INSTRUCTIONS TO FOLLOW
When a line of the listing below has the string "SystemTime" in it, copy that line.

THE RECORDS

-------

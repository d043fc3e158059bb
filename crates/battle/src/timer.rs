//! Tick-checked timers on the encounter clock.
//! Both kinds are cancelable at any time, including after they fired or were already canceled.

use crate::types::Millis;

/// Fires every `period` after being armed, until canceled.
#[derive(Clone, Debug)]
pub struct RepeatingTimer {
    period: Millis,
    next_due: Option<Millis>,
}

impl RepeatingTimer {
    pub fn new(period: Millis) -> Self {
        Self { period: period.max(1), next_due: None }
    }

    pub fn arm(&mut self, now: Millis) {
        self.next_due = Some(now + self.period);
    }

    pub fn cancel(&mut self) {
        self.next_due = None;
    }

    pub fn is_armed(&self) -> bool {
        self.next_due.is_some()
    }

    /// Returns every fire time up to and including `now`, oldest first.
    pub fn drain_due(&mut self, now: Millis) -> Vec<Millis> {
        let mut fired = Vec::new();
        while let Some(due) = self.next_due
            && due <= now
        {
            fired.push(due);
            self.next_due = Some(due + self.period);
        }
        fired
    }
}

/// Fires once at a deadline, then disarms itself.
#[derive(Clone, Debug, Default)]
pub struct Deadline {
    at: Option<Millis>,
}

impl Deadline {
    pub fn schedule(&mut self, at: Millis) {
        self.at = Some(at);
    }

    pub fn cancel(&mut self) {
        self.at = None;
    }

    pub fn is_pending(&self) -> bool {
        self.at.is_some()
    }

    /// True exactly once, on the first check at or after the deadline.
    pub fn fire(&mut self, now: Millis) -> bool {
        match self.at {
            Some(at) if now >= at => {
                self.at = None;
                true
            }
            _ => false,
        }
    }
}
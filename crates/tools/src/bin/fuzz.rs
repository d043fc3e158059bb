use std::io;

use anyhow::Result;
use battle::{BattleOutcome, BattleSetup, EnemyKind, Policy};
use clap::Parser;
use rand_chacha::{
    ChaCha8Rng,
    rand_core::{Rng, SeedableRng},
};
use tools::{fuzz_battle, load_config};
use tracing::{debug, info};
use tracing_subscriber::EnvFilter;

const FRAME_MS: u64 = 16;

#[derive(Parser)]
#[command(author, version, about, long_about = None)]
struct Args {
    #[arg(short, long, default_value_t = 42)]
    seed: u64,
    #[arg(short, long, default_value_t = 100)]
    battles: u32,
    /// Simulated time budget per battle
    #[arg(long, default_value_t = 600_000)]
    max_ms: u64,
    /// Path to a battle tuning TOML file
    #[arg(short, long)]
    config: Option<String>,
}

fn choose<T: Clone>(rng: &mut ChaCha8Rng, slice: &[T]) -> T {
    let p = rng.next_u64() as usize % slice.len();
    slice[p].clone()
}

#[derive(Default)]
struct Tally {
    killed: u32,
    spared: u32,
    died: u32,
    unfinished: u32,
}

fn main() -> Result<()> {
    tracing_subscriber::fmt()
        .with_env_filter(EnvFilter::from_default_env().add_directive(tracing::Level::WARN.into()))
        .with_writer(io::stderr)
        .init();

    let args = Args::parse();
    let config = load_config(args.config.as_deref())?;

    println!("Starting fuzz harness on seed {} for {} battles...", args.seed, args.battles);
    let mut rng = ChaCha8Rng::seed_from_u64(args.seed);
    let mut tally = Tally::default();

    for _ in 0..args.battles {
        let seed = rng.next_u64();
        let policy = choose(&mut rng, &[Policy::Aggressive, Policy::Pacifist, Policy::Mixed]);
        let kind = choose(&mut rng, &EnemyKind::ALL);
        let level = 1 + (rng.next_u64() % 2) as u32;

        let setup = BattleSetup::against(kind, level);
        let outcome = fuzz_battle(seed, policy, &setup, config.clone(), FRAME_MS, args.max_ms)?;

        match outcome {
            Some(BattleOutcome::Killed) => tally.killed += 1,
            Some(BattleOutcome::Spared) => tally.spared += 1,
            Some(BattleOutcome::Died) => tally.died += 1,
            None => tally.unfinished += 1,
        }
        debug!(seed, ?policy, ?kind, level, ?outcome, "battle finished");
    }

    info!(battles = args.battles, "fuzz run complete");
    println!(
        "Fuzzing completed successfully: {} killed, {} spared, {} died, {} unfinished.",
        tally.killed, tally.spared, tally.died, tally.unfinished
    );
    Ok(())
}
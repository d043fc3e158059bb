//! Command-line launch options for the desktop app.

use std::process;
use std::sync::atomic::{AtomicU64, Ordering};
use std::time::{SystemTime, UNIX_EPOCH};

use battle::rng::derive_seed;
use battle::{BattleSetup, EnemyKind};

#[derive(Clone, Copy, Debug, PartialEq, Eq)]
pub enum SeedChoice {
    Cli(u64),
    Generated(u64),
}

impl SeedChoice {
    pub fn value(self) -> u64 {
        match self {
            Self::Cli(seed) | Self::Generated(seed) => seed,
        }
    }
}

#[derive(Clone, Copy, Debug, PartialEq, Eq)]
pub struct LaunchOptions {
    pub seed: SeedChoice,
    /// Fixed opponent; `None` rolls one from the seed.
    pub enemy: Option<EnemyKind>,
    pub level: u32,
}

impl LaunchOptions {
    /// Opponent for this launch. Without `--enemy` the default encounter is used.
    pub fn setup(&self) -> BattleSetup {
        match self.enemy {
            Some(kind) => BattleSetup::against(kind, self.level),
            None => BattleSetup::default(),
        }
    }
}

static GENERATED_SEED_COUNTER: AtomicU64 = AtomicU64::new(0);

pub fn generate_runtime_seed() -> u64 {
    let now_nanos =
        SystemTime::now().duration_since(UNIX_EPOCH).map_or(0_u128, |duration| duration.as_nanos());
    let counter = GENERATED_SEED_COUNTER.fetch_add(1, Ordering::Relaxed);
    let entropy = (now_nanos as u64) ^ ((now_nanos >> 64) as u64) ^ u64::from(process::id());
    derive_seed(entropy, counter)
}

/// Reads `--seed N`, `--enemy slime|goblin|orc`, and `--level N` (also `--flag=value`).
pub fn parse_launch_args(args: &[String], generated_seed: u64) -> Result<LaunchOptions, String> {
    let mut seed = None;
    let mut enemy = None;
    let mut level = 1;

    let mut rest = args.iter().skip(1);
    while let Some(argument) = rest.next() {
        let (flag, inline) = match argument.split_once('=') {
            Some((flag, value)) => (flag, Some(value.to_string())),
            None => (argument.as_str(), None),
        };
        if !matches!(flag, "--seed" | "--enemy" | "--level") {
            continue;
        }
        let Some(value) = inline.or_else(|| rest.next().cloned()) else {
            return Err(format!("missing value for {flag}"));
        };

        match flag {
            "--seed" => {
                if seed.is_some() {
                    return Err("seed provided more than once".to_string());
                }
                seed = Some(parse_number(flag, &value)?);
            }
            "--enemy" => enemy = Some(parse_enemy(&value)?),
            _ => level = parse_level(&value)?,
        }
    }

    Ok(LaunchOptions {
        seed: seed.map_or(SeedChoice::Generated(generated_seed), SeedChoice::Cli),
        enemy,
        level,
    })
}

fn parse_number(flag: &str, raw_value: &str) -> Result<u64, String> {
    raw_value.parse::<u64>().map_err(|_| format!("{flag} value '{raw_value}' must be a number"))
}

fn parse_level(raw_value: &str) -> Result<u32, String> {
    let level = parse_number("--level", raw_value)?;
    u32::try_from(level)
        .map(|level| level.max(1))
        .map_err(|_| format!("--level value '{raw_value}' is too large"))
}

fn parse_enemy(raw_value: &str) -> Result<EnemyKind, String> {
    EnemyKind::ALL
        .into_iter()
        .find(|kind| kind.profile().name.eq_ignore_ascii_case(raw_value))
        .ok_or_else(|| format!("unknown enemy '{raw_value}'"))
}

-------

OUTPUT BELOW
use std::time::{SystemTime, UNIX_EPOCH};
        SystemTime::now().duration_since(UNIX_EPOCH).map_or(0_u128, |duration| duration.as_nanos());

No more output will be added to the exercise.